Both got the chance to tell their stories to the Senate Judiciary Committee during a nearly nine-hour-long hearing.

“I have never sexually assaulted anyone, not in high school, not in college, not ever,” Kavanaugh told the senators. “I have never done this to her or to anyone.”

Hours earlier, Ford told the panel she was “100 percent certain” it was a drunken Kavanaugh who pinned her down on a bed, groped her, tried to take off her clothes, and put his hand over her mouth to muffle her screams for help.

Kavanaugh told the senators he attended no such party. He accused Democrats of seeking to avenge Hillary Clinton’s election loss by mounting a calculated attack for political gain and engaging in grotesque character assassination.

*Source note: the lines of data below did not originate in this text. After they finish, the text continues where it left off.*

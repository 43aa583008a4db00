//! Domain layer for the chat hub.
//!
//! This module contains business rules and the ports the hub depends on,
//! independent of transport and storage concerns.

pub mod clock;
pub mod credential;
pub mod entity;
pub mod error;
pub mod repository;
pub mod value_object;

pub use clock::{Clock, SystemClock};
pub use credential::CredentialVerifier;
pub use entity::{ChatMessage, NewChatMessage};
pub use error::{AuthError, RepositoryError, ValueObjectError};
pub use repository::ChatMessageRepository;
pub use value_object::{Author, MessageId, MessageText, UserId, Username};

#[cfg(test)]
pub use credential::MockCredentialVerifier;
#[cfg(test)]
pub use repository::MockChatMessageRepository;
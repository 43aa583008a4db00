//! Server configuration.
//!
//! Every option is a command-line flag that can also be set through an
//! `AGORA_*` environment variable.

use std::{net::SocketAddr, time::Duration};

use clap::Parser;
use thiserror::Error;

/// Configuration errors detected at startup
#[derive(Debug, Error, Clone, PartialEq, Eq)]
pub enum ConfigError {
    #[error("{name} must be greater than zero")]
    Zero { name: &'static str },

    #[error("ping_interval_secs must be shorter than idle_timeout_secs")]
    PingNotBelowIdle,

    #[error("invalid listen address {0}")]
    InvalidAddress(String),
}

/// Real-time chat hub server
#[derive(Debug, Clone, Parser)]
#[command(name = "agora-server", version, about)]
pub struct ServerConfig {
    /// Address to bind
    #[arg(long, env = "AGORA_HOST", default_value = "0.0.0.0")]
    pub host: String,

    /// Port to listen on
    #[arg(short, long, env = "AGORA_PORT", default_value_t = 8081)]
    pub port: u16,

    /// PostgreSQL URL; messages are kept in memory when unset
    #[arg(long, env = "AGORA_DATABASE_URL")]
    pub database_url: Option<String>,

    /// Size of the PostgreSQL connection pool
    #[arg(long, env = "AGORA_DATABASE_POOL_SIZE", default_value_t = 10)]
    pub database_pool_size: u32,

    /// Create the chat_messages table on startup if it is missing
    #[arg(long, env = "AGORA_RUN_MIGRATIONS", default_value_t = false)]
    pub run_migrations: bool,

    /// Shared secret used to verify HS256 access tokens
    #[arg(long, env = "AGORA_JWT_SECRET", hide_env_values = true)]
    pub jwt_secret: String,

    /// Maximum number of concurrent WebSocket connections
    #[arg(long, env = "AGORA_MAX_CONNECTIONS", default_value_t = 100)]
    pub max_connections: usize,

    /// Capacity of each session's outbound queue
    #[arg(long, env = "AGORA_OUTBOUND_CAPACITY", default_value_t = 256)]
    pub outbound_capacity: usize,

    /// Messages older than this many minutes are deleted
    #[arg(long, env = "AGORA_RETENTION_MINUTES", default_value_t = 30)]
    pub retention_minutes: u64,

    /// Period of the background retention sweep, in seconds
    #[arg(long, env = "AGORA_SWEEP_INTERVAL_SECS", default_value_t = 300)]
    pub sweep_interval_secs: u64,

    /// Close a session that sends nothing for this many seconds
    #[arg(long, env = "AGORA_IDLE_TIMEOUT_SECS", default_value_t = 600)]
    pub idle_timeout_secs: u64,

    /// Ping each client this often so listen-only sessions stay alive
    #[arg(long, env = "AGORA_PING_INTERVAL_SECS", default_value_t = 30)]
    pub ping_interval_secs: u64,

    /// Give up on a single outbound write after this many seconds
    #[arg(long, env = "AGORA_WRITE_TIMEOUT_SECS", default_value_t = 10)]
    pub write_timeout_secs: u64,
}

impl ServerConfig {
    /// Reject values the hub cannot run with.
    pub fn validate(&self) -> Result<(), ConfigError> {
        let checks: [(&'static str, u64); 7] = [
            ("max_connections", self.max_connections as u64),
            ("outbound_capacity", self.outbound_capacity as u64),
            ("retention_minutes", self.retention_minutes),
            ("sweep_interval_secs", self.sweep_interval_secs),
            ("idle_timeout_secs", self.idle_timeout_secs),
            ("ping_interval_secs", self.ping_interval_secs),
            ("write_timeout_secs", self.write_timeout_secs),
        ];
        if let Some((name, _)) = checks.iter().find(|(_, value)| *value == 0) {
            return Err(ConfigError::Zero { name });
        }
        if self.ping_interval_secs >= self.idle_timeout_secs {
            return Err(ConfigError::PingNotBelowIdle);
        }
        if self.database_url.is_some() && self.database_pool_size == 0 {
            return Err(ConfigError::Zero {
                name: "database_pool_size",
            });
        }
        self.listen_addr().map(|_| ())
    }

    pub fn listen_addr(&self) -> Result<SocketAddr, ConfigError> {
        let addr = format!("{}:{}", self.host, self.port);
        addr.parse().map_err(|_| ConfigError::InvalidAddress(addr))
    }

    pub fn retention(&self) -> Duration {
        Duration::from_secs(self.retention_minutes.saturating_mul(60))
    }

    pub fn sweep_interval(&self) -> Duration {
        Duration::from_secs(self.sweep_interval_secs)
    }

    pub fn idle_timeout(&self) -> Duration {
        Duration::from_secs(self.idle_timeout_secs)
    }

    pub fn ping_interval(&self) -> Duration {
        Duration::from_secs(self.ping_interval_secs)
    }

    pub fn write_timeout(&self) -> Duration {
        Duration::from_secs(self.write_timeout_secs)
    }
}
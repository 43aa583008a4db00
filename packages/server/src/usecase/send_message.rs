//! UseCase: メッセージ送信処理
//!
//! 検証済みの作成者とメッセージ本文を受け取り、永続化してから Hub に
//! ブロードキャストを依頼する。WebSocket 経由（フレーム内トークンで認証）と
//! HTTP 経由（Bearer トークンで認証）の両方から呼び出される。

use std::sync::Arc;

use crate::{
    domain::{Author, ChatMessage, ChatMessageRepository, MessageText, NewChatMessage},
    hub::Hub,
};

use super::error::SendMessageError;

/// メッセージ送信のユースケース
#[derive(Clone)]
pub struct SendMessageUseCase {
    /// Repository（データアクセス層の抽象化）
    repository: Arc<dyn ChatMessageRepository>,
    /// ブロードキャスト先
    hub: Hub,
}

impl SendMessageUseCase {
    /// 新しい SendMessageUseCase を作成
    pub fn new(repository: Arc<dyn ChatMessageRepository>, hub: Hub) -> Self {
        Self { repository, hub }
    }

    /// メッセージ送信を実行
    ///
    /// # Arguments
    ///
    /// * `author` - 検証済みの作成者
    /// * `text` - 受信したままのメッセージ本文
    ///
    /// # Returns
    ///
    /// * `Ok(ChatMessage)` - 永続化されたメッセージ（ID と作成時刻つき）
    /// * `Err(SendMessageError)` - 検証または永続化の失敗。この場合ブロードキャストはしない
    pub async fn execute(
        &self,
        author: Author,
        text: String,
    ) -> Result<ChatMessage, SendMessageError> {
        // 1. 本文を検証
        let text = MessageText::new(text)?;

        // 2. 永続化（ID と作成時刻はここで確定する）
        let message = self
            .repository
            .save(NewChatMessage::new(author, text))
            .await
            .map_err(SendMessageError::SaveFailed)?;

        // 3. Hub にブロードキャストを依頼
        if let Err(e) = self.hub.publish(message.clone()).await {
            tracing::warn!(message_id = %message.id, "message saved but not broadcast: {}", e);
        }

        Ok(message)
    }
}
//! Real-time chat hub server.
//!
//! Run with:
//! ```not_rust
//! AGORA_JWT_SECRET=change-me cargo run --bin agora-server
//! ```

use agora_server::ServerConfig;
use agora_shared::logger::setup_logger;
use clap::Parser;

#[tokio::main]
async fn main() {
    let config = ServerConfig::parse();

    // Initialize tracing
    setup_logger(env!("CARGO_BIN_NAME"), "debug");

    // Run the server
    if let Err(e) = agora_server::run_server(config).await {
        tracing::error!("Server error: {}", e);
        std::process::exit(1);
    }
}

Kavanaugh vowed he will not be intimidated into withdrawing.

The Judiciary Committee, with 11 Republicans and 10 Democrats, plan to vote on Kavanaugh’s nomination Friday and, if approved, will send it to the entire Senate, which will begin procedural votes Saturday.

 

Brett Kavanaugh
In this photo combination, Supreme Court nominee Brett Kavanaugh testifies before the Senate Judiciary Committee on Capitol Hill in Washington. VOA

 

Late Thursday, Sen. Bob Corker of Tennessee announced he would vote to confirm Kavanaugh to the Supreme Court. While, he said, it took courage for Ford to testify, there was no evidence to corroborate her allegations.

Sen. Jeff Flake of Arizona said he is still weighing his vote after hearing Ford and Kavanaugh testify.

Asked how he will vote, Flake said, “Let me process it.”

 

Sen. Heidi Heitkamp, a Democrat from North Dakota, also said she needs time to decide how she will vote. She is running for re-election in a state that voted heavily for President Donald Trump.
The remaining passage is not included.